[Saved entries]
____
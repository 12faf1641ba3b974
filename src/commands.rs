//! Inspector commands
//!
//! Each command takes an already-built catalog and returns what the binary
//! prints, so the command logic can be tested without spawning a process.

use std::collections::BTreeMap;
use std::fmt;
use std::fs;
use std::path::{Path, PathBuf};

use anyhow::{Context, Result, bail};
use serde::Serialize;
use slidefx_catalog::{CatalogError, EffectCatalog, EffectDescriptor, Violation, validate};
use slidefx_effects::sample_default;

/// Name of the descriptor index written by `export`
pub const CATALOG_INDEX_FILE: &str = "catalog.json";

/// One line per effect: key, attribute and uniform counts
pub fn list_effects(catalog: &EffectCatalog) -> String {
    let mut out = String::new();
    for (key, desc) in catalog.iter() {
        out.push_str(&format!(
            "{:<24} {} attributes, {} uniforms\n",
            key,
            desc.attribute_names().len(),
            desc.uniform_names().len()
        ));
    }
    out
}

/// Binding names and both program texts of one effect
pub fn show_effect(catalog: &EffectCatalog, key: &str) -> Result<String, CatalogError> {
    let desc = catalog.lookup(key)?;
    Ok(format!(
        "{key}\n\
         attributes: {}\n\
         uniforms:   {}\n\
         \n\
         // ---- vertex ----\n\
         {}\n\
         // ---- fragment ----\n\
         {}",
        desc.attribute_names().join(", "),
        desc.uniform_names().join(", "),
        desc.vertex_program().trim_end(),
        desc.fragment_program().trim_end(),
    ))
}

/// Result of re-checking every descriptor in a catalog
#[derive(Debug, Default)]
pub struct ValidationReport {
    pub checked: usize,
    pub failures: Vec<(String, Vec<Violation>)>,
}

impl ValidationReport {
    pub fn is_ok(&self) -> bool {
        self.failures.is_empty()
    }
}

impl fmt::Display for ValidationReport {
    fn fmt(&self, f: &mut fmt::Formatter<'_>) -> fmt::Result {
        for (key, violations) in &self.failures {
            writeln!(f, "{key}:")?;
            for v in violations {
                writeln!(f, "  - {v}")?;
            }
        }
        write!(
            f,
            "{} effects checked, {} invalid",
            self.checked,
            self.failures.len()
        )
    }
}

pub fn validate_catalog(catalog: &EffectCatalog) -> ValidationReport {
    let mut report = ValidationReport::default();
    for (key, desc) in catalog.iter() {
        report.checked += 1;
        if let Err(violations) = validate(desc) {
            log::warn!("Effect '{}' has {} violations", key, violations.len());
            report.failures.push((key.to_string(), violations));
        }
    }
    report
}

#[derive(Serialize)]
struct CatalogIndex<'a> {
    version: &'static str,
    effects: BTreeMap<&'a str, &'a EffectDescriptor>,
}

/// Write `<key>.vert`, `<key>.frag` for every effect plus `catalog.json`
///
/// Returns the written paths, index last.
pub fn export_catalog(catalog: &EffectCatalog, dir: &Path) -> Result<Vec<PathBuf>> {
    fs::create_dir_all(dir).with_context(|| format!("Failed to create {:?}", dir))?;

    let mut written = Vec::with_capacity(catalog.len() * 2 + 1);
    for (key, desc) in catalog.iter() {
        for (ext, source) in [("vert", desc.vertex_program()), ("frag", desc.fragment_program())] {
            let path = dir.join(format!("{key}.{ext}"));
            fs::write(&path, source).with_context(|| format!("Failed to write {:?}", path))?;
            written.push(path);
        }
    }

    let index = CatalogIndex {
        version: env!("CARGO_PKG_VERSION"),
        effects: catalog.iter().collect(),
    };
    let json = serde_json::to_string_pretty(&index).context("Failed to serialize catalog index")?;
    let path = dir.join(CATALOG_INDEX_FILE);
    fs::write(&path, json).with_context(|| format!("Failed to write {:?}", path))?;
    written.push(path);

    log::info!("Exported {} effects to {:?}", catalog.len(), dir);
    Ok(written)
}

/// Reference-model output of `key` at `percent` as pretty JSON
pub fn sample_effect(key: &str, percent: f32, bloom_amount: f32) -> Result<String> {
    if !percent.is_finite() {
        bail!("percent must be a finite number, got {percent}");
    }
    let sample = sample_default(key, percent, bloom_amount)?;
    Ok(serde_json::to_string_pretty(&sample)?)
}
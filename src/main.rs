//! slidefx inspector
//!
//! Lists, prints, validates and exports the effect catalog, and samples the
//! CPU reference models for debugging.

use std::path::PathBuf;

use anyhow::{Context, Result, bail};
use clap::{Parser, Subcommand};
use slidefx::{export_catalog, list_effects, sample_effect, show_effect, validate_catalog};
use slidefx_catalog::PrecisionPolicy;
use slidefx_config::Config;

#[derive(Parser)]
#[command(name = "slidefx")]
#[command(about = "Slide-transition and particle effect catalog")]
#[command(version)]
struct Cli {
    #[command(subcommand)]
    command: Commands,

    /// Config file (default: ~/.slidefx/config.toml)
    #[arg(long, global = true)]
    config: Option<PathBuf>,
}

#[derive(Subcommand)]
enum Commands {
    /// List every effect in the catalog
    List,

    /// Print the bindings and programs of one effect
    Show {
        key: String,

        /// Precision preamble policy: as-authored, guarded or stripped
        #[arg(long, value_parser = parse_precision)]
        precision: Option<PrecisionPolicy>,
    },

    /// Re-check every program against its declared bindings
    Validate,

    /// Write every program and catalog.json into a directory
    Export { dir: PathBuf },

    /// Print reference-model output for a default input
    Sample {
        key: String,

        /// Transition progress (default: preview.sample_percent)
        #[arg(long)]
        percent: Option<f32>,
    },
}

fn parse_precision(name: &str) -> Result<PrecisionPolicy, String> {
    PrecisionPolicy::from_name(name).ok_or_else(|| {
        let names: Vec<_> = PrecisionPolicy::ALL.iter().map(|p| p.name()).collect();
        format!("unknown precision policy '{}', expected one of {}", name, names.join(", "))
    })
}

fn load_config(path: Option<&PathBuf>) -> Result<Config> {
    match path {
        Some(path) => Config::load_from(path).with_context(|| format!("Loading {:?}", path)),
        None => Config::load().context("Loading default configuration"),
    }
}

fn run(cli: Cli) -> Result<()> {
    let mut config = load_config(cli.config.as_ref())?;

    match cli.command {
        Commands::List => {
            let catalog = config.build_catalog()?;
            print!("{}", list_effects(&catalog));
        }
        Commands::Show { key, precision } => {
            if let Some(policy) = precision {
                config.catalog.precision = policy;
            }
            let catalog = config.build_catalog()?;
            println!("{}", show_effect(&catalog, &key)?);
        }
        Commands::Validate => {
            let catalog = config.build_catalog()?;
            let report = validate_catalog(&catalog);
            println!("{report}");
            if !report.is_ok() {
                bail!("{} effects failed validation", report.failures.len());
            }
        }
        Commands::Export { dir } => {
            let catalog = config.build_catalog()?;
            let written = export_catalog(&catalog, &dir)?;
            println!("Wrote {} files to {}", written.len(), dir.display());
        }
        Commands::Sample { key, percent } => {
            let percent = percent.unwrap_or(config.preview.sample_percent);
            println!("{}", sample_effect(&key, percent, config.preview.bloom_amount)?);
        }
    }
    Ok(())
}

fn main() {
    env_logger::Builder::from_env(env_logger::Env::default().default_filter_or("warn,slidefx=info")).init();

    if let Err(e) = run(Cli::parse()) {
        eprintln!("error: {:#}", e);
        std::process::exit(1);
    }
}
____
§ **WORK REQUEST**
Write out every entry above, word for word.

§ **THE ANSWER**
repository 12faf1641ba3b974
filename src/commands.rs
//! Inspector commands
//!
//! Each command takes an already-built catalog and returns what the binary
//! prints, so the command logic can be tested without spawning a process.

use std::collections::BTreeMap;
use std::fmt;
use std::fs;
use std::path::{Path, PathBuf};

use anyhow::{Context, Result, bail};
use serde::Serialize;
use slidefx_catalog::{CatalogError, EffectCatalog, EffectDescriptor, Violation, validate};
use slidefx_effects::sample_default;

/// Name of the descriptor index written by `export`
pub const CATALOG_INDEX_FILE: &str = "catalog.json";

/// One line per effect: key, attribute and uniform counts
pub fn list_effects(catalog: &EffectCatalog) -> String {
    let mut out = String::new();
    for (key, desc) in catalog.iter() {
        out.push_str(&format!(
            "{:<24} {} attributes, {} uniforms\n",
            key,
            desc.attribute_names().len(),
            desc.uniform_names().len()
        ));
    }
    out
}

/// Binding names and both program texts of one effect
pub fn show_effect(catalog: &EffectCatalog, key: &str) -> Result<String, CatalogError> {
    let desc = catalog.lookup(key)?;
    Ok(format!(
        "{key}\n\
         attributes: {}\n\
         uniforms:   {}\n\
         \n\
         // ---- vertex ----\n\
         {}\n\
         // ---- fragment ----\n\
         {}",
        desc.attribute_names().join(", "),
        desc.uniform_names().join(", "),
        desc.vertex_program().trim_end(),
        desc.fragment_program().trim_end(),
    ))
}

/// Result of re-checking every descriptor in a catalog
#[derive(Debug, Default)]
pub struct ValidationReport {
    pub checked: usize,
    pub failures: Vec<(String, Vec<Violation>)>,
}

impl ValidationReport {
    pub fn is_ok(&self) -> bool {
        self.failures.is_empty()
    }
}

impl fmt::Display for ValidationReport {
    fn fmt(&self, f: &mut fmt::Formatter<'_>) -> fmt::Result {
        for (key, violations) in &self.failures {
            writeln!(f, "{key}:")?;
            for v in violations {
                writeln!(f, "  - {v}")?;
            }
        }
        write!(
            f,
            "{} effects checked, {} invalid",
            self.checked,
            self.failures.len()
        )
    }
}

pub fn validate_catalog(catalog: &EffectCatalog) -> ValidationReport {
    let mut report = ValidationReport::default();
    for (key, desc) in catalog.iter() {
        report.checked += 1;
        if let Err(violations) = validate(desc) {
            log::warn!("Effect '{}' has {} violations", key, violations.len());
            report.failures.push((key.to_string(), violations));
        }
    }
    report
}

#[derive(Serialize)]
struct CatalogIndex<'a> {
    version: &'static str,
    effects: BTreeMap<&'a str, &'a EffectDescriptor>,
}

/// Write `<key>.vert`, `<key>.frag` for every effect plus `catalog.json`
///
/// Returns the written paths, index last.
pub fn export_catalog(catalog: &EffectCatalog, dir: &Path) -> Result<Vec<PathBuf>> {
    fs::create_dir_all(dir).with_context(|| format!("Failed to create {:?}", dir))?;

    let mut written = Vec::with_capacity(catalog.len() * 2 + 1);
    for (key, desc) in catalog.iter() {
        for (ext, source) in [("vert", desc.vertex_program()), ("frag", desc.fragment_program())] {
            let path = dir.join(format!("{key}.{ext}"));
            fs::write(&path, source).with_context(|| format!("Failed to write {:?}", path))?;
            written.push(path);
        }
    }

    let index = CatalogIndex {
        version: env!("CARGO_PKG_VERSION"),
        effects: catalog.iter().collect(),
    };
    let json = serde_json::to_string_pretty(&index).context("Failed to serialize catalog index")?;
    let path = dir.join(CATALOG_INDEX_FILE);
    fs::write(&path, json).with_context(|| format!("Failed to write {:?}", path))?;
    written.push(path);

    log::info!("Exported {} effects to {:?}", catalog.len(), dir);
    Ok(written)
}

/// Reference-model output of `key` at `percent` as pretty JSON
pub fn sample_effect(key: &str, percent: f32, bloom_amount: f32) -> Result<String> {
    if !percent.is_finite() {
        bail!("percent must be a finite number, got {percent}");
    }
    let sample = sample_default(key, percent, bloom_amount)?;
    Ok(serde_json::to_string_pretty(&sample)?)
}
filename src/main.rs
//! slidefx inspector
//!
//! Lists, prints, validates and exports the effect catalog, and samples the
//! CPU reference models for debugging.

use std::path::PathBuf;

use anyhow::{Context, Result, bail};
use clap::{Parser, Subcommand};
use slidefx::{export_catalog, list_effects, sample_effect, show_effect, validate_catalog};
use slidefx_catalog::PrecisionPolicy;
use slidefx_config::Config;

#[derive(Parser)]
#[command(name = "slidefx")]
#[command(about = "Slide-transition and particle effect catalog")]
#[command(version)]
struct Cli {
    #[command(subcommand)]
    command: Commands,

    /// Config file (default: ~/.slidefx/config.toml)
    #[arg(long, global = true)]
    config: Option<PathBuf>,
}

#[derive(Subcommand)]
enum Commands {
    /// List every effect in the catalog
    List,

    /// Print the bindings and programs of one effect
    Show {
        key: String,

        /// Precision preamble policy: as-authored, guarded or stripped
        #[arg(long, value_parser = parse_precision)]
        precision: Option<PrecisionPolicy>,
    },

    /// Re-check every program against its declared bindings
    Validate,

    /// Write every program and catalog.json into a directory
    Export { dir: PathBuf },

    /// Print reference-model output for a default input
    Sample {
        key: String,

        /// Transition progress (default: preview.sample_percent)
        #[arg(long)]
        percent: Option<f32>,
    },
}

fn parse_precision(name: &str) -> Result<PrecisionPolicy, String> {
    PrecisionPolicy::from_name(name).ok_or_else(|| {
        let names: Vec<_> = PrecisionPolicy::ALL.iter().map(|p| p.name()).collect();
        format!("unknown precision policy '{}', expected one of {}", name, names.join(", "))
    })
}

fn load_config(path: Option<&PathBuf>) -> Result<Config> {
    match path {
        Some(path) => Config::load_from(path).with_context(|| format!("Loading {:?}", path)),
        None => Config::load().context("Loading default configuration"),
    }
}

fn run(cli: Cli) -> Result<()> {
    let mut config = load_config(cli.config.as_ref())?;

    match cli.command {
        Commands::List => {
            let catalog = config.build_catalog()?;
            print!("{}", list_effects(&catalog));
        }
        Commands::Show { key, precision } => {
            if let Some(policy) = precision {
                config.catalog.precision = policy;
            }
            let catalog = config.build_catalog()?;
            println!("{}", show_effect(&catalog, &key)?);
        }
        Commands::Validate => {
            let catalog = config.build_catalog()?;
            let report = validate_catalog(&catalog);
            println!("{report}");
            if !report.is_ok() {
                bail!("{} effects failed validation", report.failures.len());
            }
        }
        Commands::Export { dir } => {
            let catalog = config.build_catalog()?;
            let written = export_catalog(&catalog, &dir)?;
            println!("Wrote {} files to {}", written.len(), dir.display());
        }
        Commands::Sample { key, percent } => {
            let percent = percent.unwrap_or(config.preview.sample_percent);
            println!("{}", sample_effect(&key, percent, config.preview.bloom_amount)?);
        }
    }
    Ok(())
}

fn main() {
    env_logger::Builder::from_env(env_logger::Env::default().default_filter_or("warn,slidefx=info")).init();

    if let Err(e) = run(Cli::parse()) {
        eprintln!("error: {:#}", e);
        std::process::exit(1);
    }
}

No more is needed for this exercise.